ただし、3番目までは金属裏打ちのある白い樹脂の歯が可能ですが、4・5番目は樹脂のみの冠です。より力がかかるところなのに弱いものしか保険が利かない保険制度の矛盾があります。
(※平成26年4月から白いハイブリッドCAD/CAM冠が健保適用になりました)
従って、樹脂のみでは製作に問題がなくても早期(1~2年)に破損する場合がたまにあり、それでは問題だと樹脂の白い歯を入れたがらない歯科医はいるようです。
しかし保険医である限り、できない、うちではやらない、と言い切るのは問題です。全てが早期に破損するわけではないので、保険診療を求められた場合は、その性質を理解していただいて白い保険の樹脂の歯を当院では入れています。
上記の説明をした上で、白を諦めて金属にする方はいるし、セラミックにする方もいます。

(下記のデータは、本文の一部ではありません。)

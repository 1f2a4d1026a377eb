//! # Invoice Projection
//!
//! An invoice is a derived, one-to-one projection of a sale. It is
//! produced by a single one-way function so the two records can never
//! drift: regenerating the invoice from its sale always yields the
//! same figures.
//!
//! ```text
//! Sale ──invoice_from_sale()──► Invoice
//!   subtotal  ────────────────►  base_imponible
//!   iva       ────────────────►  iva
//!   total     ────────────────►  total
//!   items     ────────────────►  lines (mirrored)
//! ```

use chrono::{DateTime, Utc};
use uuid::Uuid;

use crate::types::{Invoice, InvoiceLine, Sale};
use crate::FINAL_CONSUMER_NAME;

/// Projects a sale into its invoice.
///
/// ## Arguments
/// * `sale` - The settled sale to project
/// * `invoice_number` - Business number (generated by the engine)
/// * `customer_identification` - Fiscal id of the linked customer,
///   when one exists
/// * `issued_at` - Issue timestamp
///
/// ## Addressee
/// The invoice addressee is the sale's customer name; anonymous
/// walk-ins get the final-consumer placeholder.
pub fn invoice_from_sale(
    sale: &Sale,
    invoice_number: &str,
    customer_identification: Option<String>,
    issued_at: DateTime<Utc>,
) -> Invoice {
    let lines = sale
        .items
        .iter()
        .map(|item| InvoiceLine {
            description: item.name_snapshot.clone(),
            quantity: item.quantity,
            unit_price_cents: item.unit_price_cents,
            iva_bps: item.iva_bps,
            subtotal_cents: item.subtotal_cents,
            iva_cents: item.iva_cents,
        })
        .collect();

    Invoice {
        id: Uuid::new_v4().to_string(),
        invoice_number: invoice_number.to_string(),
        sale_id: sale.id.clone(),
        base_imponible_cents: sale.subtotal_cents,
        iva_cents: sale.iva_cents,
        total_cents: sale.total_cents,
        lines,
        customer_name: sale
            .customer_name
            .clone()
            .unwrap_or_else(|| FINAL_CONSUMER_NAME.to_string()),
        customer_identification,
        issued_at,
    }
}

// =============================================================================
// Unit Tests
// =============================================================================

#[cfg(test)]
mod tests {
    use super::*;
    use crate::types::{Channel, PaymentMethod, SaleItem, SaleStatus};

    fn sample_sale() -> Sale {
        Sale {
            id: "s1".to_string(),
            sale_number: "V-260831-120000-0042".to_string(),
            channel: Channel::Physical,
            store_id: Some("t1".to_string()),
            customer_id: None,
            customer_name: None,
            items: vec![SaleItem {
                product_id: "p1".to_string(),
                variant_index: None,
                name_snapshot: "Producto p1".to_string(),
                unit_price_cents: 10000,
                iva_bps: 2100,
                quantity: 1,
                subtotal_cents: 10000,
                net_cents: 10000,
                iva_cents: 2100,
            }],
            subtotal_cents: 10000,
            discount_bps: 0,
            discount_cents: 0,
            iva_cents: 2100,
            total_cents: 12100,
            payment_method: PaymentMethod::Cash,
            status: SaleStatus::Completed,
            created_at: Utc::now(),
        }
    }

    #[test]
    fn test_projection_mirrors_totals_and_lines() {
        let sale = sample_sale();
        let invoice = invoice_from_sale(&sale, "F-260831-120000-0042", None, Utc::now());

        assert_eq!(invoice.sale_id, "s1");
        assert_eq!(invoice.base_imponible_cents, sale.subtotal_cents);
        assert_eq!(invoice.iva_cents, sale.iva_cents);
        assert_eq!(invoice.total_cents, sale.total_cents);
        assert_eq!(invoice.lines.len(), 1);
        assert_eq!(invoice.lines[0].description, "Producto p1");
        assert_eq!(invoice.lines[0].iva_cents, 2100);
    }

    #[test]
    fn test_anonymous_sale_gets_final_consumer() {
        let sale = sample_sale();
        let invoice = invoice_from_sale(&sale, "F-1", None, Utc::now());
        assert_eq!(invoice.customer_name, FINAL_CONSUMER_NAME);
    }

    #[test]
    fn test_named_customer_carries_over() {
        let mut sale = sample_sale();
        sale.customer_name = Some("Ana García".to_string());

        let invoice = invoice_from_sale(&sale, "F-1", Some("12345678Z".to_string()), Utc::now());

        assert_eq!(invoice.customer_name, "Ana García");
        assert_eq!(invoice.customer_identification.as_deref(), Some("12345678Z"));
    }

    #[test]
    fn test_projection_is_deterministic() {
        let sale = sample_sale();
        let at = Utc::now();
        let a = invoice_from_sale(&sale, "F-1", None, at);
        let b = invoice_from_sale(&sale, "F-1", None, at);

        // Same figures every time (ids aside, which are fresh)
        assert_eq!(a.base_imponible_cents, b.base_imponible_cents);
        assert_eq!(a.total_cents, b.total_cents);
        assert_eq!(a.lines.len(), b.lines.len());
    }
}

保険のものは良くないと言われ、自費のものを強く勧められましたが、保険ではだめなのですか?
ここでは、いろいろな材質について省きますが、良い材料のものと理工学的性質を詳細に比べると、保険で決められた材料は見劣りします。
しかし、だからといって材料の差がストレートに歯を持たせることに直結するとは限りません。保険のものでも歯に被せたり詰めるものはオーダーメイドなのです。機械は使いますがハンドメイドでもあります。
比べる対象より見劣りしても、イコール悪いものではありません。ブラッシングなどの手入れ、栄養状態その他、口の中のいろいろな条件が整って初めて、保険と自費の材料差が出てくるのではないでしょうか?
保険でもしっかり手入れし、定期検診を受ければそこそこ持たせられます。しかし、どうせ保険だからまたやり直せばいいとばかりに大切にしない方は少なくありません。逆にお金がかかったものは大切にします。どうせ悪くなるから保険でと思っている方はやはりそのようになるのです。
また、何度治療しても再発します。意識を高くすれば保険のものでも良い冠・詰め物になります。お金をかけたから大切にしようという気持ちになるのであれば自費でもよいのではないでしょうか?
知覚過敏症って何ですか?
むし歯でないのに、むし歯のように歯が凍みる状態です。
歯茎が下がっていて冷たいものの刺激、歯ブラシの刺激や爪の先の刺激で凍みたり嫌な感じがします。
原因は良くない歯磨きと言われますが、はっきりしないことが多いです。噛み合わせの悪さや歯ぎしりなどで余計な刺激が加わることもあるようです。体調によって感じたり感じなくなったりします。
治療法は塗布薬、ソフトレーザー照射、咬合調整、詰め物、ひどいと神経を取る場合もあります。治療があまり奏効しないことがありますが、刺激の程度が軽度であればそのまま様子をみる場合もあります。
顎関節症について教えてください
顎の関節がカクカク音がしたり、痛かったり、口が開けづらい症状をいいます。
初期に少し音がする程度はすぐ治療をするわけでありません。悪習癖の是正で治る、あるいは進行を止めます。例えば、右噛み癖の人は右の顎の関節が深く左が浅くなり、多くは最初左に雑音が出ます。進行すると両方に症状が出てくることがあります。
これは典型例ですが、実際は噛み合わせや頚椎の状況により複雑なこともあります。仰向けに寝て歯ぎしり・食いしばりを止め、両方で均等に噛めば良くなっていきます。多少進行していても習癖是正で治る場合もあります。
当院では、鍼灸、麻酔、関節周囲筋のマッサージ等で良好な結果を多く得ています。頚椎の調整やマウスピースを使用する場合はありますが、マウスピースは夜だけ、日中はごく小さいものにして負担を軽減しています。
噛み合わせの調整はいらないことが多いです。歯の欠損やかなり乱れている場合は、マウスピースや矯正で治していくこともあります。